La modernidad, es cierto, nos enseñó la ciencia nueva de Vico, nos hizo descubrir los "infinitos mundos" de Copérnico y Giordano Bruno, la matemática y la física de un Galileo, la mecánica política de un Hobbes; y antes, el descubrimiento de los resortes naturales de los nuevos Estados por el incomparable Maquiavelo; pero esa modernidad no nos enseñó a impedir que esa nueva ciencia tratara de marginar la ética y la moral, más aún, con esa secularización se inició la sacralización del concepto de verita effetuale della cosa de Maquiavelo, que más tarde se trocará con el de utilidad y dará a los teóricos del optimismo liberal su mejor paradigma para fundar ese pragmatismo moderno que alimentó los sueños y las teorías de una modernidad que, si bien ha sido hecha por el hombre, no ha tenido, ciertamente, un "rostro humano".

La modernidad, o una de sus caras, nos deslumbró, ciertamente, con su ciencia-técnica, con esa tecnología que, como pensaran los fundadores alemanes de la "filosofía ingenieril" o de los "ingenieros", de tinte calvinista, no era sino el alargamiento de "las manos de Dios", pero también, al mismo tiempo, esa modernidad incubría una interpretación del "método científico" que hacía de éste el único y exclusivo criterio de verdad y que el hombre mismo y su industria y su comercio fueran medidos tan sólo por el cálculo, la medida y, por supuesto, por el beneficio utilitario que mira nada más el propio lucro. Era obvio que con este horizonte "cientificista" y "economicista", se erigiera el concepto de un homo oeconomicus para quien lo ético y lo moral, los valores de dignidad, de responsabilidad moral, de humanismo integral, le fueran formalmente ajenos. Se gestó así una cultura de la dominación, pero camuflada, mediatizada, convertida en Racionalidad Modernizadora, la irracional racionalidad de la que hablara Marcuse. Un ogro económico cuyo poder es de tal naturaleza que logra inclusive maquillar sus tentáculos, que intenta conformar a su imagen y semejanza por medio del marketing consumista y seduce con su racionalidad cientificista. Pero, también, cuyo control se reserva para muy pocas manos. Lo demás es máscara, planeación organizacional que puede darse el lujo de ofrecer una cara, inclusive "democrática".

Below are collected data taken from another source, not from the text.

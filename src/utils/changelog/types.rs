// changelog data structures

use serde::{Deserialize, Serialize};
use std::fmt;

/// the three categorized lists a release can carry, in display order
#[derive(Debug, Clone, Copy, PartialEq, Eq, Hash, Serialize, Deserialize)]
#[serde(rename_all = "snake_case")]
pub enum SectionKind {
    Features,
    Improvements,
    BugFixes,
}

impl SectionKind {
    /// fixed display order: features, then improvements, then bug fixes
    pub const ALL: [SectionKind; 3] = [
        SectionKind::Features,
        SectionKind::Improvements,
        SectionKind::BugFixes,
    ];

    pub fn default_heading(&self) -> &'static str {
        match self {
            SectionKind::Features => "New Features",
            SectionKind::Improvements => "Improvements",
            SectionKind::BugFixes => "Bug Fixes",
        }
    }

    pub fn icon(&self) -> &'static str {
        match self {
            SectionKind::Features => "✨",
            SectionKind::Improvements => "🚀",
            SectionKind::BugFixes => "🐛",
        }
    }
}

impl fmt::Display for SectionKind {
    fn fmt(&self, f: &mut fmt::Formatter<'_>) -> fmt::Result {
        match self {
            SectionKind::Features => write!(f, "features"),
            SectionKind::Improvements => write!(f, "improvements"),
            SectionKind::BugFixes => write!(f, "bug_fixes"),
        }
    }
}

/// presence rule: a list is shown only if it exists and has at least one item
pub fn is_present(items: Option<&[String]>) -> bool {
    items.is_some_and(|items| !items.is_empty())
}

/// one published version
#[derive(Debug, Clone, PartialEq, Eq, Serialize, Deserialize)]
pub struct ReleaseEntry {
    version: String,
    date: String,
    #[serde(default, skip_serializing_if = "Option::is_none")]
    features: Option<Vec<String>>,
    #[serde(default, skip_serializing_if = "Option::is_none")]
    improvements: Option<Vec<String>>,
    #[serde(
        default,
        rename = "bugFixes",
        alias = "bug_fixes",
        skip_serializing_if = "Option::is_none"
    )]
    bug_fixes: Option<Vec<String>>,
}

impl ReleaseEntry {
    pub fn new(version: impl Into<String>, date: impl Into<String>) -> Self {
        Self {
            version: version.into(),
            date: date.into(),
            features: None,
            improvements: None,
            bug_fixes: None,
        }
    }

    pub fn with_features<I, S>(self, items: I) -> Self
    where
        I: IntoIterator<Item = S>,
        S: Into<String>,
    {
        self.with_section(SectionKind::Features, items)
    }

    pub fn with_improvements<I, S>(self, items: I) -> Self
    where
        I: IntoIterator<Item = S>,
        S: Into<String>,
    {
        self.with_section(SectionKind::Improvements, items)
    }

    pub fn with_bug_fixes<I, S>(self, items: I) -> Self
    where
        I: IntoIterator<Item = S>,
        S: Into<String>,
    {
        self.with_section(SectionKind::BugFixes, items)
    }

    /// set a list explicitly; an empty iterator yields a present-but-empty list
    pub fn with_section<I, S>(mut self, kind: SectionKind, items: I) -> Self
    where
        I: IntoIterator<Item = S>,
        S: Into<String>,
    {
        let items = Some(items.into_iter().map(Into::into).collect());
        match kind {
            SectionKind::Features => self.features = items,
            SectionKind::Improvements => self.improvements = items,
            SectionKind::BugFixes => self.bug_fixes = items,
        }
        self
    }

    pub fn version(&self) -> &str {
        &self.version
    }

    pub fn date(&self) -> &str {
        &self.date
    }

    /// the backing list as stored, without applying the presence rule
    pub fn raw_section(&self, kind: SectionKind) -> Option<&[String]> {
        match kind {
            SectionKind::Features => self.features.as_deref(),
            SectionKind::Improvements => self.improvements.as_deref(),
            SectionKind::BugFixes => self.bug_fixes.as_deref(),
        }
    }

    /// the list for `kind` if it passes the presence rule
    pub fn section(&self, kind: SectionKind) -> Option<&[String]> {
        let items = self.raw_section(kind);
        if is_present(items) { items } else { None }
    }

    /// visible sections in fixed display order
    pub fn visible_sections(&self) -> impl Iterator<Item = (SectionKind, &[String])> + '_ {
        SectionKind::ALL
            .into_iter()
            .filter_map(|kind| self.section(kind).map(|items| (kind, items)))
    }

    pub fn has_content(&self) -> bool {
        self.visible_sections().next().is_some()
    }
}

/// ordered sequence of releases; display order is storage order
#[derive(Debug, Clone, Default, PartialEq, Eq, Serialize, Deserialize)]
#[serde(deny_unknown_fields)]
pub struct Changelog {
    #[serde(rename = "release", alias = "releases", default)]
    entries: Vec<ReleaseEntry>,
}

impl Changelog {
    pub fn new(entries: Vec<ReleaseEntry>) -> Self {
        Self { entries }
    }

    pub fn entries(&self) -> &[ReleaseEntry] {
        &self.entries
    }

    pub fn iter(&self) -> std::slice::Iter<'_, ReleaseEntry> {
        self.entries.iter()
    }

    pub fn len(&self) -> usize {
        self.entries.len()
    }

    pub fn is_empty(&self) -> bool {
        self.entries.is_empty()
    }

    pub fn versions(&self) -> Vec<&str> {
        self.entries.iter().map(|e| e.version()).collect()
    }

    /// first entry with the given version
    pub fn get(&self, version: &str) -> Option<&ReleaseEntry> {
        self.entries.iter().find(|e| e.version() == version)
    }

    pub fn latest(&self) -> Option<&ReleaseEntry> {
        self.entries.first()
    }
}

impl FromIterator<ReleaseEntry> for Changelog {
    fn from_iter<T: IntoIterator<Item = ReleaseEntry>>(iter: T) -> Self {
        Self::new(iter.into_iter().collect())
    }
}

impl<'a> IntoIterator for &'a Changelog {
    type Item = &'a ReleaseEntry;
    type IntoIter = std::slice::Iter<'a, ReleaseEntry>;

    fn into_iter(self) -> Self::IntoIter {
        self.entries.iter()
    }
}

#[cfg(test)]
mod tests {
    use super::*;

    #[test]
    fn test_presence_rule() {
        let empty: Vec<String> = Vec::new();
        let one = vec!["item".to_string()];
        assert!(!is_present(None));
        assert!(!is_present(Some(empty.as_slice())));
        assert!(is_present(Some(one.as_slice())));
    }

    #[test]
    fn test_section_hides_absent_and_empty() {
        let entry = ReleaseEntry::new("1.0.0", "November 1, 2024")
            .with_features(["Initial release"])
            .with_bug_fixes(Vec::<String>::new());

        assert_eq!(
            entry.section(SectionKind::Features),
            Some(&["Initial release".to_string()][..])
        );
        assert_eq!(entry.section(SectionKind::Improvements), None);
        assert_eq!(entry.section(SectionKind::BugFixes), None);
        assert_eq!(entry.raw_section(SectionKind::BugFixes), Some(&[] as &[String]));
    }

    #[test]
    fn test_visible_sections_fixed_order() {
        let entry = ReleaseEntry::new("1.5.0", "December 20, 2024")
            .with_bug_fixes(["fix"])
            .with_features(["feat"])
            .with_improvements(["improve"]);

        let kinds: Vec<SectionKind> = entry.visible_sections().map(|(k, _)| k).collect();
        assert_eq!(kinds, SectionKind::ALL.to_vec());
    }

    #[test]
    fn test_has_content() {
        assert!(!ReleaseEntry::new("0.1.0", "today").has_content());
        assert!(
            ReleaseEntry::new("0.1.0", "today")
                .with_improvements(["faster"])
                .has_content()
        );
    }

    #[test]
    fn test_changelog_preserves_order() {
        let changelog: Changelog = ["1.0.0", "3.0.0", "2.0.0"]
            .into_iter()
            .map(|v| ReleaseEntry::new(v, "date"))
            .collect();
        assert_eq!(changelog.versions(), vec!["1.0.0", "3.0.0", "2.0.0"]);
        assert_eq!(changelog.latest().map(|e| e.version()), Some("1.0.0"));
    }

    #[test]
    fn test_bug_fixes_serde_names() {
        let json = r#"{"version":"1.0.0","date":"d","bugFixes":["a"]}"#;
        let entry: ReleaseEntry = serde_json::from_str(json).unwrap();
        assert_eq!(entry.section(SectionKind::BugFixes).map(|s| s.len()), Some(1));

        let json = r#"{"version":"1.0.0","date":"d","bug_fixes":["a","b"]}"#;
        let entry: ReleaseEntry = serde_json::from_str(json).unwrap();
        assert_eq!(entry.section(SectionKind::BugFixes).map(|s| s.len()), Some(2));

        let out = serde_json::to_string(&entry).unwrap();
        assert!(out.contains("\"bugFixes\""));
        assert!(!out.contains("features"));
    }
}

La modernidad conquistó, en su inicio, muchas tierras desconocidas, aun en nombre de una religión que se creía "evangélicamente" conquistadora y en este aspecto en contra de otra interpretación religiosa que predicaba la hermandad, la fraternidad y el sentido de la comunidad. La primera hizo posible las alianzas trono y altar, política y Biblia; y esta última muy propia de la idiosincrasia norteamericana, afín a su pragmatismo político, juntando ética empresarial, política gobiernista y teología política. Los nombres de John Cotton, John Winthrop, William Staughton, Cotton Mater, Thomas Jefferson, Benjamin Franklin, precursores de los modernos Reinhold Niebhur, John Dewey y Walter Lippman. La segunda, aquella que escondía acentos liberadores y que, por lo mismo, fue y es considerada "peligrosa" por los poderes establecidos, porque en su centro la fraternidad y el sentido de comunidad eran realmente efectivos.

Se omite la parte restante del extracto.